Hill, who inherited the holdings, also had hoped to build a 100-room hotel near Point Sur--a plan that almost certainly is doomed in its original form.
The El Sur Ranch had once been a single Coastal Commission vote away from approval of a plan that would have guaranteed Hill development rights for his property for 25 years, allowing the hotel and as many as 100 home sites as well.
Without enough money to make the system of compensation rights work, Strasser Kauffman and Karas agreed the county may face enormous problems in enforcing the land-use plan, whose rules and regulations still are being drafted by county officials.

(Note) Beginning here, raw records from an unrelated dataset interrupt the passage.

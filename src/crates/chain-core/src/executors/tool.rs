//! Tool node executor
//!
//! Renders `tool_args` templates against the node's scope (input context
//! plus `result.<node_id>.<path>`), resolves the named tool through the
//! registry and invokes it. Tool errors become failed results with
//! `error_type = "ToolError"`.

use crate::chain::Chain;
use crate::error::{ChainError, Result};
use crate::node::NodeConfig;
use crate::registry::{NodeContext, NodeExecutor};
use crate::result::{NodeExecutionResult, NodeMetadata};
use crate::template;
use async_trait::async_trait;
use serde_json::Value;

/// Executor for `tool` nodes
pub struct ToolExecutor;

#[async_trait]
impl NodeExecutor for ToolExecutor {
    async fn execute(
        &self,
        chain: &Chain,
        node: &NodeConfig,
        ctx: &NodeContext,
    ) -> Result<NodeExecutionResult> {
        let NodeConfig::Tool(config) = node else {
            return Err(ChainError::config("tool executor received a non-tool node"));
        };
        let metadata = NodeMetadata::started(node);

        if let Some(allowed) = &config.base.allowed_tools {
            if !allowed.iter().any(|name| name == &config.tool_name) {
                return Ok(NodeExecutionResult::failure(
                    metadata,
                    format!(
                        "tool '{}' is not in this node's allow-list",
                        config.tool_name
                    ),
                    "ConfigError",
                ));
            }
        }

        let Some(tool) = chain.tools().get(&config.tool_name) else {
            return Ok(NodeExecutionResult::failure(
                metadata,
                format!("tool '{}' is not registered", config.tool_name),
                "ConfigError",
            ));
        };

        let args = match template::render_value(&config.tool_args, &ctx.scope()) {
            Ok(Value::Null) => Value::Object(serde_json::Map::new()),
            Ok(args) => args,
            Err(e) => {
                return Ok(NodeExecutionResult::failure(
                    metadata,
                    format!("failed to render tool arguments: {e}"),
                    "DependencyError",
                ));
            }
        };

        if ctx.cancel.is_cancelled() {
            return Ok(NodeExecutionResult::failure(
                metadata,
                "execution cancelled",
                "Cancelled",
            ));
        }

        tracing::debug!(node = %ctx.node_id, tool = %config.tool_name, "invoking tool");
        match tool.run(args).await {
            Ok(output) => Ok(NodeExecutionResult::success(metadata, output)),
            Err(e) => Ok(NodeExecutionResult::failure(
                metadata,
                e.to_string(),
                "ToolError",
            )),
        }
    }
}
//! Engine configuration, failure policy and guardrails
//!
//! Guardrails are external callbacks consulted between levels: the token
//! guard after usage is merged, the depth guard before a level starts.
//! Returning `false` aborts further levels; the built-in ceilings apply
//! even without a callback installed.

use serde::{Deserialize, Serialize};
use std::sync::Arc;

/// External token guard: `(total_tokens, ceiling) → continue?`
pub type TokenGuard = Arc<dyn Fn(u64, Option<u64>) -> bool + Send + Sync>;

/// External depth guard: `(level_index, ceiling) → continue?`
pub type DepthGuard = Arc<dyn Fn(usize, Option<usize>) -> bool + Send + Sync>;

/// How the engine reacts to node failures
#[derive(Debug, Clone, Copy, PartialEq, Eq, Default, Serialize, Deserialize)]
#[serde(rename_all = "snake_case")]
pub enum FailurePolicy {
    /// Any node failure stops the run; the last error propagates out of
    /// the entry point
    Halt,

    /// Continue to the next level iff at least one remaining node is not
    /// blocked by a failed transitive dependency
    #[default]
    ContinuePossible,

    /// Always continue regardless of failures (guard ceilings still apply)
    Always,
}

/// Engine configuration
///
/// # Example
///
/// ```rust
/// use chain_core::guard::{ChainOptions, FailurePolicy};
///
/// let options = ChainOptions::default()
///     .with_max_parallel(8)
///     .with_failure_policy(FailurePolicy::Halt)
///     .with_token_ceiling(50_000);
/// assert_eq!(options.max_parallel, 8);
/// ```
#[derive(Debug, Clone, Serialize, Deserialize)]
pub struct ChainOptions {
    /// Weighted concurrency capacity per level
    pub max_parallel: usize,

    /// Record node outputs to the context store
    pub persist_intermediate_outputs: bool,

    /// Failure handling policy
    pub failure_policy: FailurePolicy,

    /// Abort once total tokens exceed this ceiling
    #[serde(default, skip_serializing_if = "Option::is_none")]
    pub token_ceiling: Option<u64>,

    /// Abort once the 1-based level index exceeds this ceiling
    #[serde(default, skip_serializing_if = "Option::is_none")]
    pub depth_ceiling: Option<usize>,

    /// Chain-level cache toggle (per-node `use_cache` still applies)
    pub use_cache: bool,

    /// Validate node outputs against declared schemas
    pub validate_outputs: bool,
}

impl Default for ChainOptions {
    fn default() -> Self {
        Self {
            max_parallel: 5,
            persist_intermediate_outputs: true,
            failure_policy: FailurePolicy::ContinuePossible,
            token_ceiling: None,
            depth_ceiling: None,
            use_cache: true,
            validate_outputs: true,
        }
    }
}

impl ChainOptions {
    /// Set the weighted concurrency capacity (minimum 1)
    pub fn with_max_parallel(mut self, max_parallel: usize) -> Self {
        self.max_parallel = max_parallel.max(1);
        self
    }

    /// Set the failure policy
    pub fn with_failure_policy(mut self, policy: FailurePolicy) -> Self {
        self.failure_policy = policy;
        self
    }

    /// Set the token ceiling
    pub fn with_token_ceiling(mut self, ceiling: u64) -> Self {
        self.token_ceiling = Some(ceiling);
        self
    }

    /// Set the depth ceiling
    pub fn with_depth_ceiling(mut self, ceiling: usize) -> Self {
        self.depth_ceiling = Some(ceiling);
        self
    }

    /// Enable or disable the result cache
    pub fn with_cache(mut self, use_cache: bool) -> Self {
        self.use_cache = use_cache;
        self
    }

    /// Enable or disable output validation
    pub fn with_validate_outputs(mut self, validate: bool) -> Self {
        self.validate_outputs = validate;
        self
    }

    /// Enable or disable output persistence
    pub fn with_persist_outputs(mut self, persist: bool) -> Self {
        self.persist_intermediate_outputs = persist;
        self
    }
}

#[cfg(test)]
mod tests {
    use super::*;

    #[test]
    fn test_defaults() {
        let options = ChainOptions::default();
        assert_eq!(options.max_parallel, 5);
        assert!(options.persist_intermediate_outputs);
        assert_eq!(options.failure_policy, FailurePolicy::ContinuePossible);
        assert!(options.token_ceiling.is_none());
        assert!(options.use_cache);
        assert!(options.validate_outputs);
    }

    #[test]
    fn test_max_parallel_floor() {
        assert_eq!(ChainOptions::default().with_max_parallel(0).max_parallel, 1);
    }

    #[test]
    fn test_policy_serde() {
        let policy: FailurePolicy = serde_json::from_str("\"continue_possible\"").unwrap();
        assert_eq!(policy, FailurePolicy::ContinuePossible);
        assert_eq!(
            serde_json::to_string(&FailurePolicy::Halt).unwrap(),
            "\"halt\""
        );
    }
}
//! Memory interface for agent nodes
//!
//! Agents may be granted a memory accessor with four scopes: working
//! (scratch state for the current task), episodic (what happened),
//! semantic (facts), and procedural (how-tos). The engine itself never
//! reads or writes memory; it threads the accessor through to agent
//! executors and stays stateless across runs.

use async_trait::async_trait;
use chrono::{DateTime, Utc};
use serde::{Deserialize, Serialize};
use serde_json::Value;
use std::collections::HashMap;
use tokio::sync::RwLock;

/// The four memory scopes
#[derive(Debug, Clone, Copy, PartialEq, Eq, Hash, Serialize, Deserialize)]
#[serde(rename_all = "snake_case")]
pub enum MemoryScope {
    Working,
    Episodic,
    Semantic,
    Procedural,
}

/// One stored memory entry
#[derive(Debug, Clone, Serialize, Deserialize)]
pub struct MemoryEntry {
    /// Entry key, unique within its scope
    pub key: String,

    /// Stored content
    pub content: Value,

    /// Optional caller-provided metadata
    #[serde(default, skip_serializing_if = "Option::is_none")]
    pub metadata: Option<Value>,

    /// When the entry was stored
    pub created_at: DateTime<Utc>,
}

/// Scoped memory store handed to agent executors
#[async_trait]
pub trait MemoryStore: Send + Sync {
    /// Store content under a key; overwrites an existing entry
    async fn store(&self, scope: MemoryScope, key: &str, content: Value, metadata: Option<Value>);

    /// Retrieve an entry by key
    async fn retrieve(&self, scope: MemoryScope, key: &str) -> Option<MemoryEntry>;

    /// Search a scope for entries whose content or key matches `query`,
    /// newest first, at most `limit`
    async fn search(&self, scope: MemoryScope, query: &str, limit: usize) -> Vec<MemoryEntry>;
}

/// In-memory implementation with substring search
#[derive(Default)]
pub struct InMemoryMemory {
    scopes: RwLock<HashMap<MemoryScope, HashMap<String, MemoryEntry>>>,
}

impl InMemoryMemory {
    /// Create an empty memory store
    pub fn new() -> Self {
        Self::default()
    }
}

#[async_trait]
impl MemoryStore for InMemoryMemory {
    async fn store(&self, scope: MemoryScope, key: &str, content: Value, metadata: Option<Value>) {
        let entry = MemoryEntry {
            key: key.to_string(),
            content,
            metadata,
            created_at: Utc::now(),
        };
        self.scopes
            .write()
            .await
            .entry(scope)
            .or_default()
            .insert(key.to_string(), entry);
    }

    async fn retrieve(&self, scope: MemoryScope, key: &str) -> Option<MemoryEntry> {
        self.scopes
            .read()
            .await
            .get(&scope)
            .and_then(|entries| entries.get(key))
            .cloned()
    }

    async fn search(&self, scope: MemoryScope, query: &str, limit: usize) -> Vec<MemoryEntry> {
        let scopes = self.scopes.read().await;
        let Some(entries) = scopes.get(&scope) else {
            return Vec::new();
        };
        let needle = query.to_lowercase();
        let mut matches: Vec<MemoryEntry> = entries
            .values()
            .filter(|entry| {
                entry.key.to_lowercase().contains(&needle)
                    || entry.content.to_string().to_lowercase().contains(&needle)
            })
            .cloned()
            .collect();
        matches.sort_by(|a, b| b.created_at.cmp(&a.created_at));
        matches.truncate(limit);
        matches
    }
}
//! Branch gating
//!
//! Condition nodes make runtime decisions; branch gating turns those
//! decisions into an active/inactive partition of the remaining graph.
//! A node is active iff:
//!
//! 1. no recorded decision explicitly disables it (decision `true` disables
//!    the condition's `false_branch` members and vice versa), and
//! 2. every direct dependency is active.
//!
//! Rule 2 propagates deactivation transitively, which keeps downstream
//! nodes from running with missing context. The propagation result is
//! memoized per node id, bounding the computation to O(V+E) per run; the
//! explicit check in rule 1 runs unmemoized so decisions recorded between
//! levels take effect immediately.

use crate::graph::DependencyGraph;
use crate::node::NodeConfig;
use std::collections::HashMap;

/// Runtime branch decisions and the memoized active-node computation
#[derive(Debug, Default)]
pub struct BranchGating {
    /// condition node id → decision
    decisions: HashMap<String, bool>,
    /// Memoized dependency-propagation outcomes
    active_cache: HashMap<String, bool>,
}

impl BranchGating {
    /// Create gating state with no decisions
    pub fn new() -> Self {
        Self::default()
    }

    /// Record a condition node's decision
    ///
    /// Invalidates the memoized propagation results: a new decision can
    /// flip the status of anything downstream of the condition.
    pub fn record(&mut self, condition_id: &str, decision: bool) {
        tracing::debug!(condition = %condition_id, decision, "recorded branch decision");
        self.decisions.insert(condition_id.to_string(), decision);
        self.active_cache.clear();
    }

    /// Recorded decision for a condition node, if any
    pub fn decision(&self, condition_id: &str) -> Option<bool> {
        self.decisions.get(condition_id).copied()
    }

    /// Whether a node should run given the decisions so far
    pub fn is_active(
        &mut self,
        node_id: &str,
        nodes: &HashMap<String, NodeConfig>,
        graph: &DependencyGraph,
    ) -> bool {
        // Explicit branch gating, re-evaluated on every call
        for (cond_id, decision) in &self.decisions {
            let Some(NodeConfig::Condition(cond)) = nodes.get(cond_id) else {
                continue;
            };
            if *decision {
                if let Some(false_branch) = &cond.false_branch {
                    if false_branch.iter().any(|id| id == node_id) {
                        return false;
                    }
                }
            } else if cond.true_branch.iter().any(|id| id == node_id) {
                return false;
            }
        }

        // Implicit propagation through dependencies, memoized
        if let Some(active) = self.active_cache.get(node_id) {
            return *active;
        }
        for dep in graph.dependencies(node_id) {
            if !self.is_active(dep, nodes, graph) {
                self.active_cache.insert(node_id.to_string(), false);
                return false;
            }
        }
        self.active_cache.insert(node_id.to_string(), true);
        true
    }
}

#[cfg(test)]
mod tests {
    use super::*;
    use crate::node::{BaseNodeConfig, ConditionNodeConfig, ToolNodeConfig};
    use serde_json::json;

    fn tool(id: &str, deps: &[&str]) -> NodeConfig {
        let mut base = BaseNodeConfig::new(id);
        base.dependencies = deps.iter().map(|d| d.to_string()).collect();
        NodeConfig::Tool(ToolNodeConfig {
            base,
            tool_name: "echo".into(),
            tool_args: json!({}),
        })
    }

    fn condition(id: &str, deps: &[&str], true_branch: &[&str], false_branch: &[&str]) -> NodeConfig {
        let mut base = BaseNodeConfig::new(id);
        base.dependencies = deps.iter().map(|d| d.to_string()).collect();
        NodeConfig::Condition(ConditionNodeConfig {
            base,
            expression: "x > 0".into(),
            true_branch: true_branch.iter().map(|s| s.to_string()).collect(),
            false_branch: if false_branch.is_empty() {
                None
            } else {
                Some(false_branch.iter().map(|s| s.to_string()).collect())
            },
        })
    }

    fn setup(
        nodes: Vec<NodeConfig>,
    ) -> (HashMap<String, NodeConfig>, DependencyGraph) {
        let graph = DependencyGraph::new(&nodes).unwrap();
        let map = nodes.into_iter().map(|n| (n.id().to_string(), n)).collect();
        (map, graph)
    }

    #[test]
    fn test_true_decision_disables_false_branch() {
        let (nodes, graph) = setup(vec![
            condition("c", &[], &["t"], &["f"]),
            tool("t", &["c"]),
            tool("f", &["c"]),
        ]);
        let mut gating = BranchGating::new();
        gating.record("c", true);

        assert!(gating.is_active("t", &nodes, &graph));
        assert!(!gating.is_active("f", &nodes, &graph));
    }

    #[test]
    fn test_false_decision_disables_true_branch() {
        let (nodes, graph) = setup(vec![
            condition("c", &[], &["t"], &["f"]),
            tool("t", &["c"]),
            tool("f", &["c"]),
        ]);
        let mut gating = BranchGating::new();
        gating.record("c", false);

        assert!(!gating.is_active("t", &nodes, &graph));
        assert!(gating.is_active("f", &nodes, &graph));
    }

    #[test]
    fn test_deactivation_propagates_transitively() {
        let (nodes, graph) = setup(vec![
            condition("c", &[], &["t"], &["f"]),
            tool("t", &["c"]),
            tool("f", &["c"]),
            tool("after_f", &["f"]),
            tool("deeper", &["after_f"]),
        ]);
        let mut gating = BranchGating::new();
        gating.record("c", true);

        assert!(!gating.is_active("after_f", &nodes, &graph));
        assert!(!gating.is_active("deeper", &nodes, &graph));
    }

    #[test]
    fn test_no_decisions_everything_active() {
        let (nodes, graph) = setup(vec![tool("a", &[]), tool("b", &["a"])]);
        let mut gating = BranchGating::new();
        assert!(gating.is_active("a", &nodes, &graph));
        assert!(gating.is_active("b", &nodes, &graph));
    }

    #[test]
    fn test_no_false_branch_means_nothing_disabled_on_true() {
        let (nodes, graph) = setup(vec![
            condition("c", &[], &["t"], &[]),
            tool("t", &["c"]),
            tool("other", &["c"]),
        ]);
        let mut gating = BranchGating::new();
        gating.record("c", true);
        assert!(gating.is_active("t", &nodes, &graph));
        assert!(gating.is_active("other", &nodes, &graph));
    }

    #[test]
    fn test_memoization_does_not_mask_late_decisions() {
        let (nodes, graph) = setup(vec![
            condition("c", &[], &[], &["victim"]),
            tool("victim", &["c"]),
            tool("bystander", &[]),
        ]);
        let mut gating = BranchGating::new();

        // Queried before any decision: active, and memoized
        assert!(gating.is_active("victim", &nodes, &graph));

        // Recording a decision invalidates the memo, so the node flips
        gating.record("c", true);
        assert!(!gating.is_active("victim", &nodes, &graph));
        assert!(gating.is_active("bystander", &nodes, &graph));
    }
}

It is on the potentially crucial question of money that Wilson rests his hope for eventual local endorsement of his bill. The legislation would recognize a reality Margaret Owings said has proved too easy for local people to ignore: There already is an enormous federal presence in the area because the federal government owns 75,000 acres of Big Sur included in the Los Padres National Forest. The federal government, she said, cannot be kept out.
Wilson's legislation would accept the terms of the land-use plan as they exist--though under certain circumstances the secretary of agriculture could decide, with the assistance of a bipartisan advisory committee, that the county government was moving to permit unacceptable development. At that point, the Department of Agriculture, which operates national forests, could step in and would be empowered--under carefully defined circumstances--to condemn land.
As the legislation is drafted, however, what is now private land would remain that way, and development rights granted by the new land-use plan would survive intact. In all, federal authority of some kind would extend to 145,000 acres.
The bill would prohibit essentially all lumbering, mining, oil drilling and other development of natural resources in Big Sur--though it specifically exempts existing mining claims and, thereby, grants an exception to the Pico Blanco limestone mine.
Most important, perhaps, Wilson's bill provides for establishment of a private foundation that would raise money to buy out landowners who cannot develop their property.
The bill would give the secretary of agriculture potentially wide powers to step in and condemn privately owned land if the Agriculture Department decided unacceptable changes had been made in the county land-use plan.
Wilson said he didn't notify local residents and officials of the bill he planned to introduce because he had to move quickly to get the bill in the Senate hopper for possible consideration this year. Wilson and his aides said the bill will be reworked to accommodate the concerns of local people.
"I generally would err on the side of the local government if we were talking about land that was to be developed," in terms of imposing federal controls, Wilson said in Washington. "But we're talking about Big Sur, which I regard as a natural treasure.
"I am sensitive to the need to make California a place worth living in, and one of the things we ought to do is have sufficient wisdom to preserve and protect some of the most scenic and sensitive spots, and Big Sur is virtually unique. I think we'd be derelict if we waited any longer.
"The pressures are building in a state whose population is projected to reach 40 million by 2010. Whether the people like it or not, the unpleasant fact is that pressures (to develop) are not going to grow less. They are going to grow more, and that would be true if no one ever whispered the word federal again."